In fact, the large majority of these laws and actions appear to be supported by only a minority of Americans. They are being undertaken by lawmakers controlling Congress who are in thrall to special interests and whose priorities are far outside the mainstream. These representatives represent a minority of eligible U.S. voters, but the peculiarities of U.S. electoral processes and the federal legislative and executive branches allow them to make laws in the name of all Americans.

Even more alarming is the fact that Congressional lawmakers, the president and key agencies in the executive branch, as well as judges in the judicial branch, formulate policies and make decisions that lie not only outside the mainstream but violate existing laws.

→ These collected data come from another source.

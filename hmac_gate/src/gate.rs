use std::fmt::{Debug, Display, Formatter};
use std::future::Future;
use std::pin::Pin;
use std::sync::Arc;

use http_body_util::{BodyExt, Full};
use hyper::body::{Body, Bytes};
use hyper::header::HeaderName;
use hyper::service::Service;
use hyper::{Request, Response, StatusCode};

use crate::handler::{
    default_missing_signature_handler, default_verify_failed_handler, text_response,
    RejectionHandler,
};
use crate::secret::Secret;
use crate::verify::Validator;

/// Why a request didn't reach the protected handler.
#[derive(Debug, Clone, Copy, PartialEq, Eq)]
pub enum Rejection {
    /// The body couldn't be read to the end.
    BodyRead,
    /// The signature header was absent or empty.
    MissingSignature,
    /// The signature header didn't match the body.
    VerificationFailed,
}

impl Display for Rejection {
    fn fmt(&self, f: &mut Formatter<'_>) -> std::fmt::Result {
        match self {
            Rejection::BodyRead => write!(f, "body_read"),
            Rejection::MissingSignature => write!(f, "missing_signature"),
            Rejection::VerificationFailed => write!(f, "verification_failed"),
        }
    }
}

/// Everything about a gate besides the protected handler and the secret.
///
/// [`GateOptions::default`] matches GitHub's SHA-1 signatures
/// (`X-Hub-Signature`, `sha1=`), [`GateOptions::sha256`] the SHA-256 ones
/// (`X-Hub-Signature-256`, `sha256=`). Both rejection handlers answer with a
/// `403` and a fixed message. Header and validator are independent of each
/// other, nothing stops a custom header from carrying a SHA-256 signature.
#[derive(Clone)]
pub struct GateOptions {
    /// Header the claimed signature is read from.
    pub header: HeaderName,
    /// Digest the signature is computed with.
    pub validator: Validator,
    /// Called when `header` is absent or empty.
    pub on_missing_signature: RejectionHandler,
    /// Called when the signature in `header` doesn't match the body.
    pub on_verification_failed: RejectionHandler,
}

impl GateOptions {
    /// Defaults for `validator`, with the header GitHub uses for it.
    pub fn for_validator(validator: Validator) -> Self {
        GateOptions {
            header: default_header_name(validator),
            validator,
            on_missing_signature: Arc::new(default_missing_signature_handler),
            on_verification_failed: Arc::new(default_verify_failed_handler),
        }
    }

    pub fn sha256() -> Self {
        Self::for_validator(Validator::Sha256)
    }

    pub fn with_header(mut self, header: HeaderName) -> Self {
        self.header = header;
        self
    }

    /// Swaps the validator, the header stays as it is.
    pub fn with_validator(mut self, validator: Validator) -> Self {
        self.validator = validator;
        self
    }

    pub fn with_missing_signature_handler(mut self, handler: RejectionHandler) -> Self {
        self.on_missing_signature = handler;
        self
    }

    pub fn with_verify_failed_handler(mut self, handler: RejectionHandler) -> Self {
        self.on_verification_failed = handler;
        self
    }
}

impl Default for GateOptions {
    fn default() -> Self {
        Self::for_validator(Validator::Sha1)
    }
}

impl Debug for GateOptions {
    fn fmt(&self, f: &mut Formatter<'_>) -> std::fmt::Result {
        f.debug_struct("GateOptions")
            .field("header", &self.header)
            .field("validator", &self.validator)
            .finish_non_exhaustive()
    }
}

fn default_header_name(validator: Validator) -> HeaderName {
    match validator {
        Validator::Sha1 => HeaderName::from_static("x-hub-signature"),
        Validator::Sha256 => HeaderName::from_static("x-hub-signature-256"),
    }
}

/// HMAC signature checking in front of another [`Service`].
///
/// Every request body is read into memory and signed with the secret. Only
/// if the signature matches the one in the configured header the request is
/// passed on, with its body replaced by the buffered bytes.
///
/// see: https://docs.github.com/en/webhooks/using-webhooks/validating-webhook-deliveries
pub struct HmacGate<S> {
    inner: Arc<Inner<S>>,
}

struct Inner<S> {
    downstream: S,
    secret: Secret,
    options: GateOptions,
}

impl<S> HmacGate<S> {
    pub fn new(downstream: S, secret: impl Into<Secret>, options: GateOptions) -> Self {
        HmacGate {
            inner: Arc::new(Inner {
                downstream,
                secret: secret.into(),
                options,
            }),
        }
    }

    /// Gate with the SHA-1 defaults.
    pub fn sha1(downstream: S, secret: impl Into<Secret>) -> Self {
        Self::new(downstream, secret, GateOptions::default())
    }

    /// Gate with the SHA-256 defaults.
    pub fn sha256(downstream: S, secret: impl Into<Secret>) -> Self {
        Self::new(downstream, secret, GateOptions::sha256())
    }

    pub fn options(&self) -> &GateOptions {
        &self.inner.options
    }
}

impl<S> Clone for HmacGate<S> {
    fn clone(&self) -> Self {
        HmacGate {
            inner: self.inner.clone(),
        }
    }
}

impl<S> Debug for HmacGate<S> {
    fn fmt(&self, f: &mut Formatter<'_>) -> std::fmt::Result {
        f.debug_struct("HmacGate")
            .field("secret", &self.inner.secret)
            .field("options", &self.inner.options)
            .finish_non_exhaustive()
    }
}

impl<S> Inner<S> {
    async fn authenticate<B>(&self, request: Request<B>) -> Result<Response<Full<Bytes>>, S::Error>
    where
        B: Body,
        B::Error: Display,
        S: Service<Request<Full<Bytes>>, Response = Response<Full<Bytes>>>,
    {
        let (parts, body) = request.into_parts();

        let body = match body.collect().await {
            Ok(collected) => collected.to_bytes(),
            Err(err) => {
                tracing::error!(
                    rejection = %Rejection::BodyRead,
                    method = %parts.method,
                    uri = %parts.uri,
                    "Could not read the request body: {}",
                    err
                );

                return Ok(text_response(
                    StatusCode::INTERNAL_SERVER_ERROR,
                    err.to_string(),
                ));
            }
        };

        let request = Request::from_parts(parts, Full::new(body.clone()));

        let claimed = request
            .headers()
            .get(&self.options.header)
            .filter(|value| !value.is_empty());

        let Some(claimed) = claimed else {
            tracing::warn!(
                rejection = %Rejection::MissingSignature,
                header = %self.options.header,
                method = %request.method(),
                uri = %request.uri(),
                "Rejected request"
            );

            return Ok((self.options.on_missing_signature)(request));
        };

        let verified = self.options.validator.verify(
            &body,
            claimed.as_bytes(),
            self.secret.expose_secret(),
        );

        if !verified {
            tracing::warn!(
                rejection = %Rejection::VerificationFailed,
                header = %self.options.header,
                validator = %self.options.validator,
                body_len = body.len(),
                method = %request.method(),
                uri = %request.uri(),
                "Rejected request"
            );

            return Ok((self.options.on_verification_failed)(request));
        }

        tracing::debug!(
            validator = %self.options.validator,
            body_len = body.len(),
            "Signature verified"
        );

        self.downstream.call(request).await
    }
}

impl<S, B> Service<Request<B>> for HmacGate<S>
where
    B: Body + Send + 'static,
    B::Data: Send,
    B::Error: Display,
    S: Service<Request<Full<Bytes>>, Response = Response<Full<Bytes>>> + Send + Sync + 'static,
    S::Future: Send,
{
    type Response = Response<Full<Bytes>>;
    type Error = S::Error;
    type Future = Pin<Box<dyn Future<Output = Result<Self::Response, Self::Error>> + Send>>;

    fn call(&self, request: Request<B>) -> Self::Future {
        let inner = self.inner.clone();

        Box::pin(async move { inner.authenticate(request).await })
    }
}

All too often, they are based on misrepresentation and denial of proven scientific facts, such as the human causes of climate change, and even outright lies.  Reliable sources report that president Trump  has lied more than 3000 times since his election — often to the resounding cheers of his grassroots supporters and Republican lawmakers whom one would have thought were capable of distinguishing between fact and fiction.

All of this leads me to fear that the bedrock ideal of democratic government “of, by, and for the people” has been jettisoned by a devastating combination of “fake news” and “fake politicians” that are now creating a “fake democracy” run by grossly undemocratic institutions and processes.

This wayward form of government displays the formal trappings of a democratic form of government, such as elections. But it is making it possible for “fake politicians” to get elected by re-inventing their past history and making phony promises on the campaign trail that they do not intend to keep once they are elected.

As we move through the second year after the 2016 election, the agendas and actions of these “fake politicians” appear to be blatantly unresponsive to the needs and demands of mainstream Americans, and to be causing the escalation of hardships across the board. Given widespread hacking of U.S. elections in 2016 by what are reported to be foreign and domestic hackers, it might well turn out that voters cannot hold these lawmakers electorally unaccountable in the 2018 mid-term elections.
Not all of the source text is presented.